The Ecstasy of Influence: Nonfictions, Etc. Analysis

The selection most likely to be extracted for critical analysis or introduced into the curriculum for the purpose of study and writing term papers is “The Ecstasy of Influence.” In this essay, the author considers the history of artistic influence of those who came before upon those in the present who create for borrowing by those in the future. As he asserts, “Literature has been in a plundered, fragmentary state for a long time.” The line between plagiarism and homage, stealing and being influence, copyright violation and sampling is murky at best. What is less murky is that this is a great big book overflowing with wonderfully insightful, information and well-written essays and focusing on the one which has received the most attention is a disservice of the highest nature.

For instance, the sadly underserved reader who has gone a lifetime without being introduced to the wonderfully ironic world of Thomas Berger gets a full-throated introduction here that covers, if only by brief mention, every one of the Berger’s novels. While focusing on that which was just published at the time, the essay expands outward to reveal the fundamental nature of why he considers the author of Little Big Man to have been one of the three or four greatest living American novelists at the time. (Berger has since died.)

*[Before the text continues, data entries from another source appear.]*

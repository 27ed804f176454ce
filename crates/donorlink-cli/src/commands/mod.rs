//! CLI command definitions and dispatch.

pub mod auth;
pub mod config;
pub mod matches;
pub mod notifications;

use std::sync::Arc;

use clap::{Parser, Subcommand};

use crate::output::OutputFormat;
use donorlink_auth::{SessionFile, SessionStore};
use donorlink_core::config::AppConfig;
use donorlink_core::error::AppError;
use donorlink_gateway::HttpGateway;

/// DonorLink: match confirmations and notifications from the terminal
#[derive(Debug, Parser)]
#[command(name = "donorlink", version, about, long_about = None)]
pub struct Cli {
    /// Path to configuration file
    #[arg(short, long, default_value = "config/default.toml")]
    pub config: String,

    /// Environment overlay (e.g. `production` loads `config/production.toml`)
    #[arg(short, long)]
    pub env: Option<String>,

    /// Output format
    #[arg(short, long, value_enum, default_value = "table")]
    pub format: OutputFormat,

    /// Subcommand to execute
    #[command(subcommand)]
    pub command: Commands,
}

/// Top-level commands
#[derive(Debug, Subcommand)]
pub enum Commands {
    /// Store a session for subsequent commands
    Login(auth::LoginArgs),
    /// Forget the stored session
    Logout,
    /// Show the stored session
    Whoami,
    /// List and act on matches
    Matches(matches::MatchesArgs),
    /// List and manage notifications
    Notifications(notifications::NotificationsArgs),
    /// Configuration management
    Config(config::ConfigArgs),
}

impl Cli {
    /// Execute the CLI command
    pub async fn execute(&self) -> Result<(), AppError> {
        let config = load_config(&self.config, self.env.as_deref())?;
        match &self.command {
            Commands::Login(args) => auth::login(args, &config).await,
            Commands::Logout => auth::logout(&config).await,
            Commands::Whoami => auth::whoami(&config, self.format).await,
            Commands::Matches(args) => matches::execute(args, &config, self.format).await,
            Commands::Notifications(args) => {
                notifications::execute(args, &config, self.format).await
            }
            Commands::Config(args) => config::execute(args, &config, &self.config, self.format),
        }
    }
}

/// Helper: load configuration from file
pub fn load_config(path: &str, env: Option<&str>) -> Result<AppConfig, AppError> {
    AppConfig::load(path, env)
}

/// Helper: the session file named in configuration
pub fn session_file(config: &AppConfig) -> SessionFile {
    SessionFile::new(&config.session.file)
}

/// Helper: a session store holding the saved session, or an error asking
/// the user to log in
pub async fn logged_in(config: &AppConfig) -> Result<SessionStore, AppError> {
    let session = session_file(config)
        .load()
        .await?
        .ok_or_else(AppError::session_required)?;
    Ok(SessionStore::with_session(session))
}

/// Helper: REST gateway from config
pub fn gateway(config: &AppConfig) -> Result<Arc<HttpGateway>, AppError> {
    Ok(Arc::new(HttpGateway::new(&config.api)?))
}
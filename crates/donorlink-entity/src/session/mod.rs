//! Session value object.

pub mod model;

pub use model::{Credential, Session};
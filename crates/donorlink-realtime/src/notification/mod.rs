//! Local notification state and its synchronization with the backend.

pub mod store;
pub mod sync;

pub use store::NotificationStore;
pub use sync::NotificationSync;
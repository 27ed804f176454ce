//! Table and JSON output formatting for CLI commands.

use chrono::{DateTime, Local, Utc};
use serde::Serialize;
use tabled::{Table, Tabled};

use donorlink_core::error::{AppError, ErrorKind};

/// Output format selection
#[derive(Debug, Clone, Copy, Default, PartialEq, Eq, clap::ValueEnum)]
pub enum OutputFormat {
    /// Human-readable table
    #[default]
    Table,
    /// JSON output
    Json,
}

/// Print a list of rows in the selected format
pub fn print_list<T: Serialize + Tabled>(rows: &[T], format: OutputFormat, empty: &str) {
    match format {
        OutputFormat::Table => {
            if rows.is_empty() {
                println!("{empty}");
            } else {
                println!("{}", Table::new(rows));
            }
        }
        OutputFormat::Json => print_json(&rows, "[]"),
    }
}

/// Print a serializable value as pretty JSON
pub fn print_json<T: Serialize + ?Sized>(value: &T, fallback: &str) {
    let json = serde_json::to_string_pretty(value).unwrap_or_else(|_| fallback.to_string());
    println!("{json}");
}

pub fn print_success(msg: &str) {
    println!("✓ {msg}");
}

pub fn print_warning(msg: &str) {
    println!("⚠ {msg}");
}

pub fn print_error(msg: &str) {
    eprintln!("✗ {msg}");
}

/// Print a key-value pair
pub fn print_kv(key: &str, value: &str) {
    println!("  {:<24} {}", format!("{key}:"), value);
}

/// Local wall-clock rendering of a server timestamp.
pub fn timestamp(at: DateTime<Utc>) -> String {
    at.with_timezone(&Local).format("%Y-%m-%d %H:%M").to_string()
}

pub fn optional_timestamp(at: Option<DateTime<Utc>>) -> String {
    at.map(timestamp).unwrap_or_else(|| "-".to_string())
}

/// First eight characters of an id, for narrow tables.
pub fn short_id(id: impl std::fmt::Display) -> String {
    id.to_string().chars().take(8).collect()
}

/// The message a user should see for an error.
pub fn describe_error(err: &AppError) -> String {
    match (err.kind, err.code) {
        (ErrorKind::Authentication, _) => {
            "Your session is missing or has expired. Please log in again.".to_string()
        }
        (_, Some(code)) => format!("{} [{}]", err.message, code),
        (ErrorKind::Network, None) => format!("Could not reach the server: {}", err.message),
        _ => err.to_string(),
    }
}
//! Shared test helpers for integration tests.
//!
//! [`FakeBackend`] plays the server: it owns the authoritative match and
//! notification records and enforces the same protocol rules the client
//! does. [`PushScript`] plays the push endpoint.

#![allow(dead_code)]

use std::collections::{HashMap, VecDeque};
use std::sync::atomic::{AtomicUsize, Ordering};
use std::sync::{Arc, Mutex};

use async_trait::async_trait;
use chrono::{DateTime, Duration, Utc};

use donorlink_auth::SessionStore;
use donorlink_core::config::{MatchingConfig, RealtimeConfig};
use donorlink_core::error::{AppError, ErrorCode};
use donorlink_core::types::id::{DonationId, MatchId, NotificationId, RequestId, UserId};
use donorlink_entity::matching::{CompletionDetails, MatchResult, MatchStatus, Party};
use donorlink_entity::notification::{NotificationKind, NotificationRecord};
use donorlink_entity::session::Session;
use donorlink_entity::user::UserRole;
use donorlink_realtime::{Connector, PushTransport};
use donorlink_service::matching::lifecycle;
use donorlink_service::{
    MatchAction, MatchFilter, MatchGateway, MatchService, NotificationGateway, ServerTransition,
};

/// The authoritative server state.
#[derive(Default)]
pub struct FakeBackend {
    matches: Mutex<HashMap<MatchId, MatchResult>>,
    can_complete: Mutex<HashMap<MatchId, bool>>,
    notifications: Mutex<Vec<NotificationRecord>>,
    /// Number of mutating match calls received.
    pub match_mutations: AtomicUsize,
}

impl FakeBackend {
    pub fn new() -> Arc<Self> {
        Arc::new(Self::default())
    }

    /// Store (or overwrite) a match.
    pub fn put_match(&self, m: MatchResult) {
        self.matches.lock().unwrap().insert(m.match_id, m);
    }

    pub fn get_match(&self, id: MatchId) -> MatchResult {
        self.matches.lock().unwrap()[&id].clone()
    }

    pub fn set_can_complete(&self, id: MatchId, allowed: bool) {
        self.can_complete.lock().unwrap().insert(id, allowed);
    }

    /// Apply a server-initiated transition, stamping `updated_at`.
    pub fn server_transition(&self, id: MatchId, transition: ServerTransition) {
        let now = Utc::now();
        let mut matches = self.matches.lock().unwrap();
        let current = matches[&id].clone();
        if let Some(mut next) = lifecycle::apply_server(&current, &transition, now) {
            next.updated_at = Some(now);
            matches.insert(id, next);
        }
    }

    pub fn push_notification(&self, record: NotificationRecord) {
        self.notifications.lock().unwrap().insert(0, record);
    }

    pub fn notifications(&self) -> Vec<NotificationRecord> {
        self.notifications.lock().unwrap().clone()
    }

    pub fn mutations(&self) -> usize {
        self.match_mutations.load(Ordering::SeqCst)
    }

    fn act(
        &self,
        session: &Session,
        party: Party,
        id: MatchId,
        action: MatchAction,
    ) -> Result<(), AppError> {
        self.match_mutations.fetch_add(1, Ordering::SeqCst);
        let mut matches = self.matches.lock().unwrap();
        let current = matches
            .get(&id)
            .cloned()
            .ok_or_else(|| AppError::not_found("Match not found").with_code(ErrorCode::MatchNotFound))?;
        if current.user_id_of(party) != session.user_id {
            return Err(AppError::authorization("Not your match").with_code(ErrorCode::NotAParty));
        }
        let now = Utc::now();
        let mut next = lifecycle::apply(&current, party, &action, now)?;
        next.updated_at = Some(now);
        matches.insert(id, next);
        Ok(())
    }
}

#[async_trait]
impl MatchGateway for FakeBackend {
    async fn list_matches(
        &self,
        session: &Session,
        filter: MatchFilter,
    ) -> Result<Vec<MatchResult>, AppError> {
        let me = session.user_id;
        let matches = self.matches.lock().unwrap();
        Ok(matches
            .values()
            .filter(|m| m.donor_user_id == me || m.recipient_user_id == me)
            .filter(|m| match filter {
                MatchFilter::AsDonor => m.donor_user_id == me,
                MatchFilter::AsRecipient => m.recipient_user_id == me,
                MatchFilter::Active => m.status.is_active(),
                MatchFilter::Pending => m.status == MatchStatus::Pending,
                MatchFilter::Confirmed => m.status == MatchStatus::Confirmed,
            })
            .cloned()
            .collect())
    }

    async fn confirm(&self, session: &Session, party: Party, id: MatchId) -> Result<(), AppError> {
        self.act(session, party, id, MatchAction::Confirm)
    }

    async fn reject(
        &self,
        session: &Session,
        party: Party,
        id: MatchId,
        reason: &str,
    ) -> Result<(), AppError> {
        let reason = reason.to_string();
        self.act(session, party, id, MatchAction::Reject { reason })
    }

    async fn withdraw(
        &self,
        session: &Session,
        party: Party,
        id: MatchId,
        reason: &str,
    ) -> Result<(), AppError> {
        let reason = reason.to_string();
        self.act(session, party, id, MatchAction::Withdraw { reason })
    }

    async fn confirm_completion(
        &self,
        session: &Session,
        id: MatchId,
        details: &CompletionDetails,
    ) -> Result<(), AppError> {
        let allowed = self.can_complete.lock().unwrap().get(&id).copied().unwrap_or(false);
        {
            let mut matches = self.matches.lock().unwrap();
            if let Some(m) = matches.get_mut(&id) {
                m.can_confirm_completion = Some(allowed);
            }
        }
        self.act(session, Party::Recipient, id, MatchAction::Complete(details.clone()))
    }

    async fn can_confirm_completion(
        &self,
        _session: &Session,
        id: MatchId,
    ) -> Result<bool, AppError> {
        if !self.matches.lock().unwrap().contains_key(&id) {
            return Err(AppError::not_found("Match not found").with_code(ErrorCode::MatchNotFound));
        }
        Ok(self.can_complete.lock().unwrap().get(&id).copied().unwrap_or(false))
    }
}

#[async_trait]
impl NotificationGateway for FakeBackend {
    async fn list_notifications(
        &self,
        session: &Session,
    ) -> Result<Vec<NotificationRecord>, AppError> {
        Ok(self
            .notifications()
            .into_iter()
            .filter(|n| n.user_id == session.user_id)
            .collect())
    }

    async fn list_unread(&self, session: &Session) -> Result<Vec<NotificationRecord>, AppError> {
        let all = self.list_notifications(session).await?;
        Ok(all.into_iter().filter(|n| n.is_unread()).collect())
    }

    async fn unread_count(&self, session: &Session) -> Result<u64, AppError> {
        Ok(self.list_unread(session).await?.len() as u64)
    }

    async fn mark_read(&self, _session: &Session, id: NotificationId) -> Result<(), AppError> {
        let mut all = self.notifications.lock().unwrap();
        let record = all.iter_mut().find(|n| n.id == id).ok_or_else(|| {
            AppError::not_found("Notification not found").with_code(ErrorCode::NotificationNotFound)
        })?;
        record.is_read = true;
        Ok(())
    }

    async fn mark_all_read(&self, session: &Session) -> Result<(), AppError> {
        let mut all = self.notifications.lock().unwrap();
        all.iter_mut()
            .filter(|n| n.user_id == session.user_id)
            .for_each(|n| n.is_read = true);
        Ok(())
    }

    async fn delete(&self, _session: &Session, id: NotificationId) -> Result<(), AppError> {
        let mut all = self.notifications.lock().unwrap();
        let before = all.len();
        all.retain(|n| n.id != id);
        if all.len() == before {
            return Err(AppError::not_found("Notification not found")
                .with_code(ErrorCode::NotificationNotFound));
        }
        Ok(())
    }
}

/// One logged-in participant.
pub struct Participant {
    pub sessions: SessionStore,
    pub service: MatchService,
    pub user_id: UserId,
}

impl Participant {
    pub fn new(backend: &Arc<FakeBackend>, user_id: UserId, roles: &[UserRole]) -> Self {
        let session = Session::new(user_id, roles.iter().copied(), "token").unwrap();
        let sessions = SessionStore::with_session(session);
        let service = MatchService::new(
            Arc::clone(backend) as Arc<dyn MatchGateway>,
            sessions.clone(),
            &MatchingConfig::default(),
        );
        Self {
            sessions,
            service,
            user_id,
        }
    }
}

/// A donor, a recipient, and one pending match between them.
pub struct MatchFixture {
    pub backend: Arc<FakeBackend>,
    pub donor: Participant,
    pub recipient: Participant,
    pub match_id: MatchId,
}

impl MatchFixture {
    pub fn new() -> Self {
        let backend = FakeBackend::new();
        let donor = Participant::new(&backend, UserId::new(), &[UserRole::Donor]);
        let recipient = Participant::new(&backend, UserId::new(), &[UserRole::Recipient]);
        let m = MatchResult::pending(
            MatchId::new(),
            DonationId::new(),
            RequestId::new(),
            donor.user_id,
            recipient.user_id,
        );
        let match_id = m.match_id;
        backend.put_match(m);
        Self {
            backend,
            donor,
            recipient,
            match_id,
        }
    }

    /// Rewrite the server record so both parties confirmed at the given times.
    pub fn confirmed_at(&self, donor_at: DateTime<Utc>, recipient_at: DateTime<Utc>) {
        let mut m = self.backend.get_match(self.match_id);
        m.set_confirmation(Party::Donor, Some(donor_at));
        m.set_confirmation(Party::Recipient, Some(recipient_at));
        m.first_confirmer = Some(Party::Donor);
        m.first_confirmed_at = Some(donor_at);
        m.status = MatchStatus::Confirmed;
        m.updated_at = Some(recipient_at);
        self.backend.put_match(m);
    }
}

pub fn minutes_ago(minutes: i64) -> DateTime<Utc> {
    Utc::now() - Duration::minutes(minutes)
}

pub fn notification(user_id: UserId, kind: NotificationKind, is_read: bool) -> NotificationRecord {
    NotificationRecord {
        id: NotificationId::new(),
        user_id,
        kind,
        title: "Update".into(),
        message: "Something happened to one of your items".into(),
        is_read,
        created_at: Utc::now(),
        metadata: None,
    }
}

/// Frames one push connection will deliver, in order. `None` closes it.
pub type ConnectionScript = Vec<Option<String>>;

/// Scripted push endpoint: each `connect` consumes the next script.
#[derive(Default)]
pub struct PushScript {
    scripts: Mutex<VecDeque<ConnectionScript>>,
    pub connects: AtomicUsize,
}

impl PushScript {
    pub fn new(scripts: Vec<ConnectionScript>) -> Arc<Self> {
        Arc::new(Self {
            scripts: Mutex::new(scripts.into()),
            connects: AtomicUsize::new(0),
        })
    }

    pub fn connected() -> Option<String> {
        Some("CONNECTED\nversion:1.2\nheart-beat:0,0\n\n\0".to_string())
    }

    pub fn message(record: &NotificationRecord) -> Option<String> {
        let mut body = serde_json::to_value(record).unwrap();
        // The push endpoint still uses the legacy field name.
        let read = body.as_object_mut().unwrap().remove("isRead").unwrap();
        body["read"] = read;
        Some(format!(
            "MESSAGE\ndestination:/user/{}/queue/notifications\nsubscription:sub-notifications\n\n{}\0",
            record.user_id, body
        ))
    }
}

struct ScriptedTransport {
    frames: VecDeque<Option<String>>,
}

#[async_trait]
impl PushTransport for ScriptedTransport {
    async fn send(&mut self, _text: String) -> Result<(), AppError> {
        Ok(())
    }

    async fn recv(&mut self) -> Option<Result<String, AppError>> {
        match self.frames.pop_front() {
            Some(Some(frame)) => Some(Ok(frame)),
            Some(None) => None,
            None => std::future::pending().await,
        }
    }

    async fn close(&mut self) -> Result<(), AppError> {
        Ok(())
    }
}

#[async_trait]
impl Connector for PushScript {
    async fn connect(&self, _session: &Session) -> Result<Box<dyn PushTransport>, AppError> {
        self.connects.fetch_add(1, Ordering::SeqCst);
        let frames = self
            .scripts
            .lock()
            .unwrap()
            .pop_front()
            .ok_or_else(|| AppError::network("push endpoint unreachable"))?;
        Ok(Box::new(ScriptedTransport {
            frames: frames.into(),
        }))
    }
}

/// Realtime settings with a short reconnect delay.
pub fn fast_realtime() -> RealtimeConfig {
    RealtimeConfig {
        reconnect_delay_ms: 50,
        ..RealtimeConfig::default()
    }
}
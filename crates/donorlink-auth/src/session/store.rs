//! In-process session holder with change notification.

use std::sync::Arc;

use tokio::sync::watch;
use tracing::info;

use donorlink_core::error::AppError;
use donorlink_entity::session::Session;

/// Holds the active session and broadcasts login/logout.
///
/// Components bound to the session lifecycle (push channel, in-flight
/// actions) subscribe here instead of polling, so they observe a logout in
/// the same tick it happens.
#[derive(Debug, Clone)]
pub struct SessionStore {
    tx: Arc<watch::Sender<Option<Arc<Session>>>>,
}

impl SessionStore {
    /// Creates an empty (logged-out) store.
    pub fn new() -> Self {
        let (tx, _rx) = watch::channel(None);
        Self { tx: Arc::new(tx) }
    }

    /// Creates a store that starts logged in.
    pub fn with_session(session: Session) -> Self {
        let store = Self::new();
        store.login(session);
        store
    }

    /// Installs a new session, replacing any existing one.
    pub fn login(&self, session: Session) -> Arc<Session> {
        let session = Arc::new(session);
        info!(user_id = %session.user_id, "Session established");
        self.tx.send_replace(Some(Arc::clone(&session)));
        session
    }

    /// Drops the active session. Returns whether one was active.
    pub fn logout(&self) -> bool {
        let previous = self.tx.send_replace(None);
        if let Some(session) = &previous {
            info!(user_id = %session.user_id, "Session ended");
        }
        previous.is_some()
    }

    /// The active session, if any.
    pub fn current(&self) -> Option<Arc<Session>> {
        self.tx.borrow().clone()
    }

    /// The active session, or an authentication error.
    pub fn require(&self) -> Result<Arc<Session>, AppError> {
        self.current().ok_or_else(AppError::session_required)
    }

    /// Whether `session` is still the active session (same login, not just same user).
    pub fn is_current(&self, session: &Arc<Session>) -> bool {
        self.tx
            .borrow()
            .as_ref()
            .map(|active| Arc::ptr_eq(active, session))
            .unwrap_or(false)
    }

    /// Subscribe to login/logout changes.
    pub fn subscribe(&self) -> watch::Receiver<Option<Arc<Session>>> {
        self.tx.subscribe()
    }
}

impl Default for SessionStore {
    fn default() -> Self {
        Self::new()
    }
}
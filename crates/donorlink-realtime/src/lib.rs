//! # donorlink-realtime
//!
//! Push notifications for the DonorLink client. Provides:
//!
//! - A STOMP 1.2 frame codec for the server's raw WebSocket endpoint
//! - Heartbeat negotiation and dead-connection detection
//! - [`NotificationChannel`]: one reconnecting push subscription per session
//! - [`NotificationStore`]: the client's reconciled list and unread count
//! - [`NotificationSync`]: store + channel + REST gateway bound to the
//!   session lifecycle

pub mod connection;
pub mod message;
pub mod metrics;
pub mod notification;

pub use connection::channel::{Delivery, NotificationChannel};
pub use connection::state::ChannelState;
pub use connection::transport::{Connector, PushTransport, WsConnector};
pub use metrics::{ChannelMetrics, MetricsSnapshot};
pub use notification::store::NotificationStore;
pub use notification::sync::NotificationSync;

Also receiving high praise is Shirley Jackson. Introduced as the author of maybe the most famous short story ever composed by an American—“The Lottery”—the essay’s true focus is on her brilliant creation named Merricat, the narrator of her novel We Have Always Lived in the Castle. Jackson has since experienced a long overdue awakening in America and doubtlessly many will come to share the author’s confession that she is their favorite writer.

The essays also reveal the 1980’s college radio mainstay The Go-Betweens is the author’s favorite band, that James Brown is more than merely the Godfather of Soul, but a truly transformative artist the awareness of whom becomes a touchstone marker in the life of the author, and that Norman Mailer is his choice for the most memorable literary “character” of post-WWII America. The text covers an almost unimaginable stretch of fertile territory. One minute the reader is thrust back to a 1980’s club to share in the moment of hearing “People Who Died” for the first time and the next he is going on an all-night binge with fellow writer Bret Easton Ellis on what is now routinely regarded as the true end of the 20th century: September 10, 2001.

Music, art, movies, books, comic books, superheroes, punk rockers, allegorical westerns, forgotten television genius and a very fascist Batman all come under scrutiny. If one is lucky enough, one will believe they have discovered a kindred soul in the opinions and insight expressed in the essays. Those less lucky will be nodding in agreement during one essay and furiously shaking their head in disgust at the next. The saddest among us will have quit by page twenty and tossed the book aside. Their loss may be your gain if that book later finds its way into one of the used bookstores in which Jonathan Lethem toiled before finding success as a writer rather than a merely well-informed reader.

The style is easy and conversational, the opinions relentlessly non-judgmental toward those who do not share them, and the content is always interesting. Even if one truly does look on in bewildered silence at the mention of names like Shirley Jackson, Ernie Kovacs and Italo Calvino, by the time the essays about them are completed, the world will have changed for them and you.